In 2008, Bill Underwood (my then-Baylor colleague who is now the President of Mercer University) and President Carter organized a massive event called the "New Baptist Covenant." Held in Atlanta, it was the first large-scale meeting between black and white Baptist groups in 100 years. I had been on the planning committee, and knew what a significant event it would be. In fact, I scheduled myself to be one of the speakers, albeit a very minor one in a roster that would highlight Bill Clinton. Clinton, Carter, and other luminaries were slated to speak in the airplane-hanger-like space at the center of the Georgia World Congress Center, while I was (properly) allocated a small windowless room in the basement.
I had convinced my parents to come down to Atlanta for the conference. They are very fond of President Carter, and hoped to at least catch a glimpse of him. Once they arrived, though, they were entranced by the whole thing -- the preachers, both African American and white, were the best of the best.
When the time came for me to give my presentation, I stood before a hundred or so people in a new blue suit. My parents were there, sitting in the middle of the room, and I was determined to make them proud. I began my lecture with a story, and then moved quickly into argument against the severity of the nation's narcotics laws, especially the overly harsh sentencing rules for crack cocaine. As I did so, I saw President Carter enter the room with a single Secret Service agent and watched him take a seat very close to my parents. My mother's eyes widened when she saw him. President Carter then listened closely to all that I had to say as I talked about what I had written in various academic journals.
I imagined that when I was done, President Carter would stand up and talk about what a great lecture it was, and my parents would beam with pride. I was only partly right; when I was done, President Carter did promptly rise to his feet to discuss my talk. He wasn't standing to praise me, though. Instead, he noted that such talk was insufficient, and he challenged me very directly. "It's not enough to just talk!" he said, full of emotion, "you have to actually do something to make it different!"
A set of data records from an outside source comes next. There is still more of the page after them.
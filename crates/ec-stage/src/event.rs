//! StageEvent — A stage occurrence with timing metadata

use serde::{Deserialize, Serialize};

use crate::stage::Stage;

/// A stage event with timing metadata
#[derive(Debug, Clone, PartialEq, Serialize, Deserialize)]
pub struct StageEvent {
    /// The canonical stage
    pub stage: Stage,

    /// Timestamp in milliseconds from the start of the roll
    pub timestamp_ms: f64,

    /// Index of the path step being processed, if any
    #[serde(default, skip_serializing_if = "Option::is_none")]
    pub step: Option<u32>,
}

impl StageEvent {
    /// Create a new stage event
    pub fn new(stage: Stage, timestamp_ms: f64) -> Self {
        Self {
            stage,
            timestamp_ms,
            step: None,
        }
    }

    /// Attach the path step index
    pub fn at_step(mut self, step: u32) -> Self {
        self.step = Some(step);
        self
    }

    /// Get stage type name
    pub fn type_name(&self) -> &'static str {
        self.stage.type_name()
    }
}
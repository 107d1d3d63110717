//! EggPool — handle arena of reusable egg visuals
//!
//! Eggs are acquired when a roll starts and released when it ends. Handles
//! carry a generation so a released handle can never touch a reused slot.

use std::fmt;

use serde::{Deserialize, Serialize};

use ec_stage::{EggSprite, HenColor, WorldPos};

use crate::{RollError, RollResult};

/// Handle to a pooled egg
#[derive(Debug, Clone, Copy, PartialEq, Eq, Hash, Serialize, Deserialize)]
pub struct EggHandle {
    index: u32,
    generation: u32,
}

impl EggHandle {
    pub fn index(&self) -> u32 {
        self.index
    }

    pub fn generation(&self) -> u32 {
        self.generation
    }
}

impl fmt::Display for EggHandle {
    fn fmt(&self, f: &mut fmt::Formatter<'_>) -> fmt::Result {
        write!(f, "egg#{}v{}", self.index, self.generation)
    }
}

/// Render state of one egg
#[derive(Debug, Clone, PartialEq, Default, Serialize, Deserialize)]
pub struct Egg {
    pub position: WorldPos,
    pub visible: bool,
    pub sprite: EggSprite,
    pub color: Option<HenColor>,
}

#[derive(Debug, Clone, Default)]
struct Slot {
    egg: Egg,
    generation: u32,
    in_use: bool,
}

/// Arena of eggs indexed by [`EggHandle`]
#[derive(Debug, Clone, Default)]
pub struct EggPool {
    slots: Vec<Slot>,
    free: Vec<u32>,
}

impl EggPool {
    /// Create a pool with `capacity` idle eggs
    pub fn with_capacity(capacity: usize) -> Self {
        let slots = vec![Slot::default(); capacity];
        // Pop from the back hands out slot 0 first
        let free = (0..capacity as u32).rev().collect();
        Self { slots, free }
    }

    /// Take an idle egg, growing the pool if none is free
    pub fn acquire(&mut self, color: HenColor) -> EggHandle {
        let index = match self.free.pop() {
            Some(index) => index,
            None => {
                log::debug!("Egg pool exhausted, growing to {}", self.slots.len() + 1);
                self.slots.push(Slot::default());
                self.slots.len() as u32 - 1
            }
        };

        let slot = &mut self.slots[index as usize];
        slot.in_use = true;
        slot.egg = Egg {
            position: WorldPos::default(),
            visible: true,
            sprite: EggSprite::Egg,
            color: Some(color),
        };

        EggHandle {
            index,
            generation: slot.generation,
        }
    }

    /// Return an egg to the pool
    pub fn release(&mut self, handle: EggHandle) -> RollResult<()> {
        let slot = self
            .slot_mut(handle)
            .ok_or(RollError::StaleHandle(handle))?;
        slot.in_use = false;
        slot.generation = slot.generation.wrapping_add(1);
        slot.egg.visible = false;
        self.free.push(handle.index);
        Ok(())
    }

    /// Get a live egg
    pub fn get(&self, handle: EggHandle) -> Option<&Egg> {
        self.slots
            .get(handle.index as usize)
            .filter(|s| s.in_use && s.generation == handle.generation)
            .map(|s| &s.egg)
    }

    /// Get a live egg mutably
    pub fn get_mut(&mut self, handle: EggHandle) -> Option<&mut Egg> {
        self.slot_mut(handle).map(|s| &mut s.egg)
    }

    fn slot_mut(&mut self, handle: EggHandle) -> Option<&mut Slot> {
        self.slots
            .get_mut(handle.index as usize)
            .filter(|s| s.in_use && s.generation == handle.generation)
    }

    pub fn is_live(&self, handle: EggHandle) -> bool {
        self.get(handle).is_some()
    }

    /// Total slots
    pub fn capacity(&self) -> usize {
        self.slots.len()
    }

    /// Eggs currently acquired
    pub fn in_use(&self) -> usize {
        self.slots.len() - self.free.len()
    }

    /// Live eggs, for rendering
    pub fn live(&self) -> impl Iterator<Item = (EggHandle, &Egg)> {
        self.slots.iter().enumerate().filter(|(_, s)| s.in_use).map(|(i, s)| {
            (
                EggHandle {
                    index: i as u32,
                    generation: s.generation,
                },
                &s.egg,
            )
        })
    }
}

#[cfg(test)]
mod tests {
    use super::*;

    #[test]
    fn test_acquire_release_reuses_slot() {
        let mut pool = EggPool::with_capacity(2);
        assert_eq!(pool.in_use(), 0);

        let a = pool.acquire(HenColor::Red);
        assert_eq!(a.index(), 0);
        assert_eq!(pool.in_use(), 1);
        assert!(pool.get(a).is_some_and(|e| e.visible && e.color == Some(HenColor::Red)));

        pool.release(a).unwrap();
        assert_eq!(pool.in_use(), 0);
        assert!(!pool.is_live(a));

        let b = pool.acquire(HenColor::Blue);
        assert_eq!(b.index(), a.index());
        assert_ne!(b.generation(), a.generation());
    }

    #[test]
    fn test_stale_handle_rejected() {
        let mut pool = EggPool::with_capacity(1);
        let a = pool.acquire(HenColor::Green);
        pool.release(a).unwrap();

        let err = pool.release(a).unwrap_err();
        assert!(matches!(err, RollError::StaleHandle(h) if h == a));
        assert!(pool.get_mut(a).is_none());
    }

    #[test]
    fn test_pool_grows_when_exhausted() {
        let mut pool = EggPool::with_capacity(1);
        let a = pool.acquire(HenColor::Red);
        let b = pool.acquire(HenColor::Red);
        assert_ne!(a.index(), b.index());
        assert_eq!(pool.capacity(), 2);
        assert_eq!(pool.live().count(), 2);
    }

    #[test]
    fn test_reacquire_resets_visual() {
        let mut pool = EggPool::with_capacity(1);
        let a = pool.acquire(HenColor::Red);
        if let Some(egg) = pool.get_mut(a) {
            egg.sprite = EggSprite::Yolk;
            egg.position = WorldPos::new(3.0, 4.0);
        }
        pool.release(a).unwrap();

        let b = pool.acquire(HenColor::Purple);
        let egg = pool.get(b).unwrap();
        assert_eq!(egg.sprite, EggSprite::Egg);
        assert_eq!(egg.position, WorldPos::default());
    }
}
My parents introduced themselves to President Carter shortly thereafter, but they may or may not have admitted to having raised me. As I gathered my things, I felt crushed. My audience with a president had been a bust. I slunk back to Waco wishing I had never sought the stage.
Over the next few weeks, though, I realized that President Carter was right. It was not enough to set out policy ideas in a law review article that a few dozen people might read. I began to press harder in other ways, and it worked: I won a case in the Supreme Court (holding that judges could categorically reject a harsh sentencing guideline for crack), and then began pressing for the assertive use of federal clemency to right-size old crack sentences. Just this summer, along with NYU's Rachel Barkow, I set up a pop-up non-profit to advocate for strong clemency candidates, which will take on hundreds of clients. I turned my writing towards broader audiences, trying to convince policy-makers rather than academics of the need for reform. It is a new life's work. And my prophet was Jimmy Carter.